When Tommy came around the corner of aisle 14, he saw Simon, shirtless, wearing his cowboy hat, cooking weenies over thirty cans of Sterno on a stainless-steel rack that normally was used to display potato chips.
"I love the smell of napalm in the morning," Simon said, waving a barbecue fork. "It smells like victory."
"Cowabunga!" Drew screamed. He was sliding through two inches of soapsuds behind the ski boat, towing Lash toward a makeshift ramp by a length of clothesline. Lash hit the ramp, went airborne, and flipped in the air with a battle cry of "Workman's Comp!"
Tommy stepped aside as Lash landed on his chest and plowed a drift of suds with his face.
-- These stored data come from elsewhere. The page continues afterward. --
impl ParticipantManager {
    pub fn new(
        stores: Arc<Stores>,
        broadcast: Arc<BroadcastRouter>,
        session_locks: Arc<KeyedLocks>,
    ) -> Self {
        Self {
            stores,
            broadcast,
            session_locks,
        }
    }

    /// 세션 참가. 기존 행이 있으면 재활성화하고, 없으면 정원 확인 후 생성.
    /// 첫 joined 참가자는 주최자가 된다
    pub async fn join(&self, session_id: SessionId, req: JoinRequest) -> CoreResult<Participant> {
        let _guard = self.session_locks.acquire(session_id).await;

        let session = self
            .stores
            .sessions
            .find_by_id(session_id)
            .ok_or(CoreError::NotFound("session"))?;
        if session.status != SessionStatus::Active {
            return Err(CoreError::InvalidState(
                "cannot join a non-active session".to_string(),
            ));
        }

        let user = self
            .stores
            .users
            .find_by_id(req.user_id)
            .ok_or(CoreError::NotFound("user"))?;

        // (세션, 사용자) 행이 이미 있으면 같은 행을 재사용한다
        if let Some(mut existing) = self
            .stores
            .participants
            .find_by_session_and_user(session_id, req.user_id)
        {
            existing.status = ParticipantStatus::Joined;
            existing.left_at = None;
            existing.audio_on = req.audio_on;
            existing.video_on = req.video_on;
            let participant = self.stores.participants.save(existing);
            self.broadcast.to_session_audience(
                session_id,
                &ServerMessage::UserJoined {
                    participant: participant.clone(),
                },
            );
            tracing::info!(
                session_id = %session_id,
                user_id = %req.user_id,
                "Participant rejoined session"
            );
            return Ok(participant);
        }

        let room = self
            .stores
            .rooms
            .find_by_id(session.room_id)
            .ok_or(CoreError::NotFound("meeting room"))?;
        let joined_count = self.stores.participants.count_joined(session_id);
        if joined_count >= room.capacity {
            return Err(CoreError::Conflict(
                "meeting room capacity reached".to_string(),
            ));
        }

        let mut participant = Participant {
            id: Uuid::new_v4(),
            session_id,
            room_id: session.room_id,
            user_id: req.user_id,
            display_name: req.display_name.unwrap_or(user.username),
            role: req.role.unwrap_or(ParticipantRole::Participant),
            audio_on: req.audio_on,
            video_on: req.video_on,
            screen_sharing: false,
            hand_raised: false,
            status: ParticipantStatus::Joined,
            joined_at: Utc::now(),
            left_at: None,
        };

        // 첫 참가자는 주최자가 된다
        if joined_count == 0 {
            participant.role = ParticipantRole::Host;
        }

        let participant = self.stores.participants.save(participant);
        self.broadcast.to_session_audience(
            session_id,
            &ServerMessage::UserJoined {
                participant: participant.clone(),
            },
        );
        tracing::info!(
            session_id = %session_id,
            user_id = %req.user_id,
            role = ?participant.role,
            "Participant joined session"
        );
        Ok(participant)
    }

    /// 세션 퇴장. 미디어 플래그를 내리고 퇴장 시각을 기록한다.
    /// 주최자가 떠나도 자동 재배정은 하지 않는다
    pub async fn leave(&self, participant_id: ParticipantId) -> CoreResult<Participant> {
        let participant = self
            .stores
            .participants
            .find_by_id(participant_id)
            .ok_or(CoreError::NotFound("participant"))?;
        let _guard = self.session_locks.acquire(participant.session_id).await;
        self.leave_locked(participant_id)
    }

    /// 미디어 상태 갱신
    pub async fn update_status(
        &self,
        participant_id: ParticipantId,
        audio_on: bool,
        video_on: bool,
    ) -> CoreResult<Participant> {
        let participant = self
            .stores
            .participants
            .find_by_id(participant_id)
            .ok_or(CoreError::NotFound("participant"))?;
        let _guard = self.session_locks.acquire(participant.session_id).await;
        self.update_status_locked(participant_id, audio_on, video_on)
    }

    /// 주최자 교체. joined 주최자 전원을 강등한 뒤 대상을 승격한다
    pub async fn make_host(&self, participant_id: ParticipantId) -> CoreResult<Participant> {
        let participant = self
            .stores
            .participants
            .find_by_id(participant_id)
            .ok_or(CoreError::NotFound("participant"))?;
        let _guard = self.session_locks.acquire(participant.session_id).await;
        self.make_host_locked(participant_id)
    }

    /// (세션, 사용자)로 joined 참가자를 찾아 퇴장 처리
    pub async fn remove(&self, session_id: SessionId, user_id: UserId) -> CoreResult<Participant> {
        let _guard = self.session_locks.acquire(session_id).await;
        self.remove_locked(session_id, user_id)
    }

    /// 손들기 플래그 갱신
    pub async fn set_hand_raised(
        &self,
        session_id: SessionId,
        user_id: UserId,
        is_raised: bool,
    ) -> CoreResult<Participant> {
        let _guard = self.session_locks.acquire(session_id).await;

        let mut participant = self
            .joined_row(session_id, user_id)
            .ok_or(CoreError::NotFound("participant"))?;
        participant.hand_raised = is_raised;
        let participant = self.stores.participants.save(participant);
        self.broadcast.to_session_audience(
            session_id,
            &ServerMessage::HandRaise {
                session_id,
                user_id,
                is_raised,
            },
        );
        Ok(participant)
    }

    /// 채팅 중계. 메시지는 저장하지 않는다
    pub async fn relay_chat(
        &self,
        session_id: SessionId,
        user_id: UserId,
        text: String,
    ) -> CoreResult<()> {
        let session = self
            .stores
            .sessions
            .find_by_id(session_id)
            .ok_or(CoreError::NotFound("session"))?;
        if !session.chat_enabled {
            return Err(CoreError::InvalidState(
                "chat is disabled for this session".to_string(),
            ));
        }
        self.joined_row(session_id, user_id)
            .ok_or_else(|| CoreError::PermissionDenied(
                "only joined participants can chat".to_string(),
            ))?;

        self.broadcast.to_session_audience(
            session_id,
            &ServerMessage::ChatMessage {
                session_id,
                user_id,
                text,
                timestamp: Utc::now(),
            },
        );
        Ok(())
    }

    /// 주최자 권한 동작 디스패치.
    /// 호출자가 현재 joined 상태의 주최자가 아니면 PermissionDenied
    pub async fn host_action(
        &self,
        session_id: SessionId,
        caller_user_id: UserId,
        action: HostActionKind,
        target_user_id: Option<UserId>,
    ) -> CoreResult<()> {
        let _guard = self.session_locks.acquire(session_id).await;

        let session = self
            .stores
            .sessions
            .find_by_id(session_id)
            .ok_or(CoreError::NotFound("session"))?;
        if session.status != SessionStatus::Active {
            return Err(CoreError::InvalidState(
                "host actions require an active session".to_string(),
            ));
        }

        self.joined_row(session_id, caller_user_id)
            .filter(|p| p.role == ParticipantRole::Host)
            .ok_or_else(|| CoreError::PermissionDenied(
                "only the host can perform this action".to_string(),
            ))?;

        let target = target_user_id.ok_or_else(|| {
            CoreError::InvalidState("host action requires a target user".to_string())
        })?;

        match action {
            HostActionKind::Mute => {
                let row = self
                    .joined_row(session_id, target)
                    .ok_or(CoreError::NotFound("participant"))?;
                self.update_status_locked(row.id, false, row.video_on)?;
            }
            HostActionKind::VideoOff => {
                let row = self
                    .joined_row(session_id, target)
                    .ok_or(CoreError::NotFound("participant"))?;
                self.update_status_locked(row.id, row.audio_on, false)?;
            }
            HostActionKind::Remove => {
                self.remove_locked(session_id, target)?;
            }
            HostActionKind::MakeHost => {
                let row = self
                    .joined_row(session_id, target)
                    .ok_or(CoreError::NotFound("participant"))?;
                self.make_host_locked(row.id)?;
            }
        }

        self.broadcast.to_session_audience(
            session_id,
            &ServerMessage::HostAction {
                session_id,
                action,
                host_user_id: caller_user_id,
                target_user_id,
            },
        );
        Ok(())
    }

    /// 세션 종료 캐스케이드: joined 전원을 퇴장 처리한다.
    /// 호출자가 세션 락을 보유해야 하며 실패하지 않는다
    pub(crate) fn force_leave_all(&self, session_id: SessionId, at: DateTime<Utc>) {
        for mut participant in self.stores.participants.find_joined_by_session(session_id) {
            participant.status = ParticipantStatus::Left;
            participant.left_at = Some(at);
            participant.audio_on = false;
            participant.video_on = false;
            participant.screen_sharing = false;
            participant.hand_raised = false;
            self.stores.participants.save(participant);
        }
    }

    fn leave_locked(&self, participant_id: ParticipantId) -> CoreResult<Participant> {
        let mut participant = self
            .stores
            .participants
            .find_by_id(participant_id)
            .ok_or(CoreError::NotFound("participant"))?;

        participant.status = ParticipantStatus::Left;
        participant.left_at = Some(Utc::now());
        participant.audio_on = false;
        participant.video_on = false;
        participant.screen_sharing = false;
        participant.hand_raised = false;
        let participant = self.stores.participants.save(participant);

        self.broadcast.to_session_audience(
            participant.session_id,
            &ServerMessage::UserLeft {
                participant: participant.clone(),
            },
        );
        tracing::info!(
            session_id = %participant.session_id,
            user_id = %participant.user_id,
            "Participant left session"
        );
        Ok(participant)
    }

    fn update_status_locked(
        &self,
        participant_id: ParticipantId,
        audio_on: bool,
        video_on: bool,
    ) -> CoreResult<Participant> {
        let mut participant = self
            .stores
            .participants
            .find_by_id(participant_id)
            .ok_or(CoreError::NotFound("participant"))?;

        participant.audio_on = audio_on;
        participant.video_on = video_on;
        let participant = self.stores.participants.save(participant);

        self.broadcast.to_session_audience(
            participant.session_id,
            &ServerMessage::ParticipantStatusChanged {
                participant: participant.clone(),
            },
        );
        Ok(participant)
    }

    fn make_host_locked(&self, participant_id: ParticipantId) -> CoreResult<Participant> {
        let target = self
            .stores
            .participants
            .find_by_id(participant_id)
            .ok_or(CoreError::NotFound("participant"))?;

        let session = self
            .stores
            .sessions
            .find_by_id(target.session_id)
            .ok_or(CoreError::NotFound("session"))?;
        if session.status != SessionStatus::Active {
            return Err(CoreError::InvalidState(
                "host can only be assigned in an active session".to_string(),
            ));
        }
        if target.status != ParticipantStatus::Joined {
            return Err(CoreError::InvalidState(
                "only joined participants can become host".to_string(),
            ));
        }

        // 기존 주최자 전원 강등
        for mut current in self
            .stores
            .participants
            .find_joined_by_session(target.session_id)
        {
            if current.role == ParticipantRole::Host && current.id != target.id {
                current.role = ParticipantRole::Participant;
                self.stores.participants.save(current);
            }
        }

        let mut target = target;
        target.role = ParticipantRole::Host;
        let target = self.stores.participants.save(target);

        self.broadcast.to_session_audience(
            target.session_id,
            &ServerMessage::HostChanged {
                participant: target.clone(),
            },
        );
        tracing::info!(
            session_id = %target.session_id,
            user_id = %target.user_id,
            "Host changed"
        );
        Ok(target)
    }

    fn remove_locked(&self, session_id: SessionId, user_id: UserId) -> CoreResult<Participant> {
        let participant = self
            .joined_row(session_id, user_id)
            .ok_or(CoreError::NotFound("participant"))?;
        self.leave_locked(participant.id)
    }

    fn joined_row(&self, session_id: SessionId, user_id: UserId) -> Option<Participant> {
        self.stores
            .participants
            .find_by_session_and_user(session_id, user_id)
            .filter(|p| p.status == ParticipantStatus::Joined)
    }
}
Drew powered down the boat. "Eight-two," Barry shouted. "Nine-one," said Clint. "Nine-six," said Drew. "Quatro-uno," said Gustavo.
"A four-one from the Mexican judge," Simon said into his barbecue-fork microphone. "That's got to hurt his chances for getting into the finals, Bob."
Lash spit out a mouthful of soap and coughed. "The Mexican judges are always tough," he said. He wore a beard of suds that made him look like a thin, wet version of Uncle Remus.
Tommy helped Lash to his feet. "Are you okay?"
"He's fine," Simon said. "His personal trainer is here." Simon grabbed a coconut off the shelf and lopped the top off with a huge knife from the meat department. "Dr. Drew," he said, holding the coconut out to Drew, who took a pint of rum from his hip pocket and splashed some in the shell.
"Down this," Simon said, handing the coconut to Lash. "Kill the pig, partner."
The Animals chanted "Kill the pig" until Lash had downed the whole drink, coconut milk and rum washing streams though his beard of suds at the corners of his mouth. He stopped to breathe and threw up.
"Nine-two!" Barry shouted.
"Nine-four," Drew said.
"Six-one," Simon drawled. "Penalty points for chunks."
"Fuego," Gustavo said.
Simon jumped in Gustavo's face. "Fuego? What fucking number is Fuego? You can be disqualified as a judge, you know?"
"Fuego," Gustavo said, pointing over Simon's shoulder to the chip rack, where three dozen weenies had burst into flames and were spewing black smoke.